The era of advanced artificial intelligence has arrived with the development of chatbots like ChatGPT (Chat Generative Pre-trained Transformer). As described by Ouyang et al. (2022), ChatGPT demonstrates an impressive ability to generate human-like responses and solve practical problems, surpassing original expectations for its capabilities. The rapid release and adoption of ChatGPT signals a new phase in AI development, powered by large language models that can be fine-tuned through human feedback. However, risks remain regarding how such powerful models may be misused. Further research is needed to ensure safe and ethical deployment of these transformative technologies.
The transformative era of artificial intelligence has arrived. Since its release in November 2022, ChatGPT  has surpassed initial projections, commanding widespread attention. The immense popularity of ChatGPT, and similar applications, can be attributed to their capacity for human-like dialogue and profound knowledge base, positioning them as invaluable tools for addressing complex issues, such as drug discovery in pharmacology.
The potency of ChatGPT derives from its high-quality training datasets, and a transformative neural network architecture, supplemented by an “attention mechanism” . The success of this architecture may stem from the structure of its components—query (q), keys (k), and values (v)—which facilitates efficient storage, comparison, and retrieval of diverse information types. The inclusion of residual layers potentially enhances model sensitivity and linear scalability. Stacking multiple nodes and layers vertically echoes the neural connectivity of the human brain, while the transformer structure enables weight sharing among different information components. Its internal hierarchy aids in restructuring information near the output, ensuring adherence to instruction requirements. All these facets of ChatGPT, along with some “black box” specifications, synergize to foster human-like intelligence in this large-scale model. The result is a multi-modal behemoth capable of various language tasks, such as translation, summarization, gaming, Q&A, proofreading (as in this perspective), and brainstorming.

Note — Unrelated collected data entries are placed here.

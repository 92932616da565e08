use std::collections::{BTreeMap, HashSet};
use std::fs::File;
use std::io::BufWriter;
use std::path::Path;

use image::RgbaImage;
use serde::{Deserialize, Serialize};
use thiserror::Error;
use uuid::Uuid;

use crate::canvas::{BlendMode, TiledImage, CHUNK_SIZE};
use crate::composition::Composition;
use crate::layer::{AdjustmentSettings, HolderId, ImageContent, Layer, LayerHolder, LayerId, LayerKind};
use crate::ops::layer_ops::{add_layer, AddToHistory};
use crate::settings::EngineSettings;

// ============================================================================
// PST DOCUMENT FILE FORMAT
// ============================================================================

/// Magic header of the tiled document format.
const PST_MAGIC: &str = "PST1";

/// Maximum supported canvas dimension in pixels (per axis).
/// Prevents memory exhaustion from crafted document files.
const MAX_CANVAS_DIM: u32 = 32_768;
/// Maximum number of layers in a document, nested layers and masks included.
const MAX_LAYERS: usize = 256;

/// Serializable document: the holder tree plus the canvas geometry.
#[derive(Serialize, Deserialize)]
pub struct DocumentFile {
    magic: String,
    width: u32,
    height: u32,
    active: Option<Uuid>,
    layers: Vec<LayerData>,
}

#[derive(Serialize, Deserialize)]
struct LayerData {
    id: Uuid,
    name: String,
    visible: bool,
    opacity: f32,
    blend_mode: u8,
    mask: Option<Box<LayerData>>,
    kind: LayerDataKind,
}

#[derive(Serialize, Deserialize)]
enum LayerDataKind {
    Image(ImageData),
    Adjustment { filter: String, params: BTreeMap<String, f32> },
    Mask(ImageData),
    Group { layers: Vec<LayerData> },
}

/// Sparse pixel buffer and its canvas offset.
#[derive(Serialize, Deserialize)]
struct ImageData {
    width: u32,
    height: u32,
    tx: i32,
    ty: i32,
    chunks: Vec<ChunkData>,
}

/// A single serialisable chunk (64×64 × 4 bytes = 16 384 bytes of pixel data)
#[derive(Serialize, Deserialize)]
struct ChunkData {
    cx: u32,
    cy: u32,
    pixels: Vec<u8>,
}

/// Error type for document file operations
#[derive(Debug, Error)]
pub enum DocError {
    #[error("I/O error: {0}")]
    Io(#[from] std::io::Error),
    #[error("Serialization error: {0}")]
    Serialize(String),
    #[error("Invalid format: {0}")]
    InvalidFormat(String),
}

impl From<Box<bincode::ErrorKind>> for DocError {
    fn from(e: Box<bincode::ErrorKind>) -> Self {
        DocError::Serialize(e.to_string())
    }
}

// ============================================================================
// SAVE
// ============================================================================

/// Build the serializable document from a composition. Copies chunk data
/// only, so the result can be moved to another thread for writing.
pub fn build_document(comp: &Composition) -> DocumentFile {
    DocumentFile {
        magic: PST_MAGIC.to_string(),
        width: comp.width(),
        height: comp.height(),
        active: comp.active_layer_id().map(|id| id.as_uuid()),
        layers: comp.layers().iter().map(layer_data).collect(),
    }
}

fn layer_data(layer: &Layer) -> LayerData {
    let kind = match layer.kind() {
        LayerKind::Image(content) => LayerDataKind::Image(image_data(&content.pixels, content.tx, content.ty)),
        LayerKind::Mask(content) => LayerDataKind::Mask(image_data(&content.pixels, content.tx, content.ty)),
        LayerKind::Adjustment(settings) => LayerDataKind::Adjustment {
            filter: settings.filter.clone(),
            params: settings.params.clone(),
        },
        LayerKind::Group(group) => LayerDataKind::Group {
            layers: group.children().iter().map(layer_data).collect(),
        },
    };
    LayerData {
        id: layer.id().as_uuid(),
        name: layer.name.clone(),
        visible: layer.visible,
        opacity: layer.opacity,
        blend_mode: layer.blend_mode.to_u8(),
        mask: layer.mask().map(|m| Box::new(layer_data(m))),
        kind,
    }
}

fn image_data(pixels: &TiledImage, tx: i32, ty: i32) -> ImageData {
    let chunks = pixels
        .chunk_keys()
        .filter_map(|(cx, cy)| {
            pixels.get_chunk(cx, cy).map(|chunk| ChunkData {
                cx,
                cy,
                pixels: chunk.as_raw().clone(),
            })
        })
        .collect();
    ImageData {
        width: pixels.width(),
        height: pixels.height(),
        tx,
        ty,
        chunks,
    }
}

pub fn encode_document(doc: &DocumentFile) -> Result<Vec<u8>, DocError> {
    Ok(bincode::serialize(doc)?)
}

/// Serialize + write a pre-built document to disk.
/// Safe to call on a background thread.
pub fn write_document(doc: &DocumentFile, path: &Path) -> Result<(), DocError> {
    let file = File::create(path)?;
    let writer = BufWriter::new(file);
    bincode::serialize_into(writer, doc)?;
    Ok(())
}

/// Save a composition as a .pst document and mark it clean.
pub fn save_document(comp: &mut Composition, path: &Path) -> Result<(), DocError> {
    let doc = build_document(comp);
    if let Err(e) = write_document(&doc, path) {
        crate::log_err!("Saving {} failed: {}", path.display(), e);
        return Err(e);
    }
    comp.path = Some(path.to_path_buf());
    comp.mark_clean();
    crate::log_info!("Saved {} ({} layers)", path.display(), comp.layer_count_recursive());
    Ok(())
}

// ============================================================================
// LOAD
// ============================================================================

/// Load a .pst document from disk.
pub fn load_document(path: &Path, settings: &EngineSettings) -> Result<Composition, DocError> {
    let raw = std::fs::read(path)?;
    let mut comp = match decode_document(&raw, settings) {
        Ok(comp) => comp,
        Err(e) => {
            crate::log_err!("Loading {} failed: {}", path.display(), e);
            return Err(e);
        }
    };
    comp.name = path
        .file_stem()
        .map(|s| s.to_string_lossy().into_owned())
        .unwrap_or_else(|| "Untitled".to_string());
    comp.path = Some(path.to_path_buf());
    crate::log_info!(
        "Loaded {} ({}x{}, {} layers)",
        path.display(),
        comp.width(),
        comp.height(),
        comp.layer_count_recursive()
    );
    Ok(comp)
}

/// Decode and validate document bytes, then rebuild the tree without
/// recording history.
pub fn decode_document(raw: &[u8], settings: &EngineSettings) -> Result<Composition, DocError> {
    if raw.len() < 12 {
        return Err(DocError::InvalidFormat("File too small".into()));
    }
    // bincode encodes a String as: 8-byte length prefix + UTF-8 data.
    // The magic is 4 chars, so bytes 8..12 hold it.
    let magic = std::str::from_utf8(&raw[8..12]).unwrap_or("");
    if magic != PST_MAGIC {
        return Err(DocError::InvalidFormat(format!("Unknown magic '{}'", magic)));
    }

    let doc: DocumentFile = bincode::deserialize(raw)?;
    validate(&doc)?;

    let mut comp = Composition::empty(doc.width, doc.height, settings);
    let mut seen = HashSet::new();
    for data in doc.layers {
        let layer = rebuild_layer(data, &mut seen)?;
        add_layer(&mut comp, layer, HolderId::Root, None, AddToHistory::No)
            .map_err(|e| DocError::InvalidFormat(e.to_string()))?;
    }
    comp.set_empty_capable(false);

    let active = doc
        .active
        .map(LayerId::from_uuid)
        .filter(|id| comp.find_layer(*id).is_some())
        .or_else(|| comp.layers().last().map(Layer::id));
    comp.set_active_raw(active);
    comp.mark_clean();
    Ok(comp)
}

fn validate(doc: &DocumentFile) -> Result<(), DocError> {
    if doc.width == 0 || doc.height == 0 {
        return Err(DocError::InvalidFormat("Canvas dimensions cannot be zero".into()));
    }
    if doc.width > MAX_CANVAS_DIM || doc.height > MAX_CANVAS_DIM {
        return Err(DocError::InvalidFormat(format!(
            "Canvas size {}x{} exceeds maximum allowed {}x{}",
            doc.width, doc.height, MAX_CANVAS_DIM, MAX_CANVAS_DIM
        )));
    }
    if doc.layers.is_empty() {
        return Err(DocError::InvalidFormat("Document contains no layers".into()));
    }
    let count = count_layers(&doc.layers);
    if count > MAX_LAYERS {
        return Err(DocError::InvalidFormat(format!(
            "Document contains {} layers, which exceeds the maximum of {}",
            count, MAX_LAYERS
        )));
    }
    Ok(())
}

fn count_layers(layers: &[LayerData]) -> usize {
    layers
        .iter()
        .map(|l| {
            let nested = match &l.kind {
                LayerDataKind::Group { layers } => count_layers(layers),
                _ => 0,
            };
            1 + usize::from(l.mask.is_some()) + nested
        })
        .sum()
}

fn rebuild_layer(data: LayerData, seen: &mut HashSet<Uuid>) -> Result<Layer, DocError> {
    if !seen.insert(data.id) {
        return Err(DocError::InvalidFormat(format!("Duplicate layer id {}", data.id)));
    }
    let id = LayerId::from_uuid(data.id);
    let mut layer = match data.kind {
        LayerDataKind::Image(img) => {
            let content = rebuild_content(img, &data.name)?;
            Layer::with_kind(id, data.name, LayerKind::Image(content))
        }
        LayerDataKind::Mask(img) => {
            let content = rebuild_content(img, &data.name)?;
            Layer::with_kind(id, data.name, LayerKind::Mask(content))
        }
        LayerDataKind::Adjustment { filter, params } => {
            Layer::with_kind(id, data.name, LayerKind::Adjustment(AdjustmentSettings { filter, params }))
        }
        LayerDataKind::Group { layers } => {
            let children = layers
                .into_iter()
                .map(|child| rebuild_layer(child, seen))
                .collect::<Result<Vec<_>, _>>()?;
            Layer::new_group(data.name, children).with_id(id)
        }
    };
    layer.visible = data.visible;
    layer.opacity = data.opacity.clamp(0.0, 1.0);
    layer.blend_mode = BlendMode::from_u8(data.blend_mode);
    if let Some(mask) = data.mask {
        let mask = rebuild_layer(*mask, seen)?;
        if !mask.is_mask() {
            return Err(DocError::InvalidFormat(format!("Mask of layer '{}' is not a mask layer", layer.name)));
        }
        layer.attach_mask(Box::new(mask));
    }
    Ok(layer)
}

fn rebuild_content(img: ImageData, layer_name: &str) -> Result<ImageContent, DocError> {
    if img.width == 0 || img.height == 0 || img.width > MAX_CANVAS_DIM || img.height > MAX_CANVAS_DIM {
        return Err(DocError::InvalidFormat(format!(
            "Layer '{}' has invalid size {}x{}",
            layer_name, img.width, img.height
        )));
    }
    let expected_chunk_bytes = (CHUNK_SIZE * CHUNK_SIZE * 4) as usize;
    let mut tiled = TiledImage::new(img.width, img.height);
    if (tiled.width(), tiled.height()) != (img.width, img.height) {
        return Err(DocError::InvalidFormat(format!(
            "Layer '{}' exceeds the pixel limit",
            layer_name
        )));
    }
    for cd in img.chunks {
        if cd.pixels.len() != expected_chunk_bytes {
            return Err(DocError::InvalidFormat(format!(
                "Chunk ({},{}) in layer '{}' has {} bytes, expected {}",
                cd.cx,
                cd.cy,
                layer_name,
                cd.pixels.len(),
                expected_chunk_bytes,
            )));
        }
        if cd.cx >= img.width.div_ceil(CHUNK_SIZE) || cd.cy >= img.height.div_ceil(CHUNK_SIZE) {
            return Err(DocError::InvalidFormat(format!(
                "Chunk ({},{}) lies outside layer '{}'",
                cd.cx, cd.cy, layer_name
            )));
        }
        let chunk_img = RgbaImage::from_raw(CHUNK_SIZE, CHUNK_SIZE, cd.pixels).ok_or_else(|| {
            DocError::InvalidFormat(format!(
                "Failed to reconstruct chunk ({},{}) for layer '{}'",
                cd.cx, cd.cy, layer_name
            ))
        })?;
        tiled.set_chunk(cd.cx, cd.cy, chunk_img);
    }
    let mut content = ImageContent::new(tiled);
    content.tx = img.tx;
    content.ty = img.ty;
    Ok(content)
}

Thanks to ChatGPT’s robust natural language generation capabilities, it can be trained and fine-tuned using literature and knowledge pertaining to drug development. By introducing a curated list of query and answer pairs related to drug development and integrating citation information, researchers can leverage ChatGPT to swiftly retrieve relevant literature and patent information, uncover implicit knowledge, and gain research inspiration. This would accelerate preliminary research and foster the discovery of novel directions in drug development. Furthermore, ChatGPT can automatically generate biomedical experiment plans and protocols , easing the workload for researchers and expediting experiment design. Adopting an iterative approach, as introduced in bioinformatics education , researchers can describe the experiment’s purpose and key points to ChatGPT and refine the plan and operational details through subsequent dialogues. This iterative procedure, guided by critical and creative thinking, is expected to expedite experiment design, result generation, and verification.
When trained with synthetic pathway literature and descriptive text on molecular structure-activity relationships, ChatGPT can conjecture the synthesis route of molecules and suggest modifications to their chemical properties. Future iterations of chatbots like ChatGPT are anticipated to have a potent multi-modal comprehension capability, understanding and integrating various types of information, including text, images, and videos, to drive a wide array of applications in drug development. In clinical settings, chatbots that prioritize privacy and security can analyze patient case information, medical images, surgical videos, and propose treatment options while also generating hypotheses for new drug targets .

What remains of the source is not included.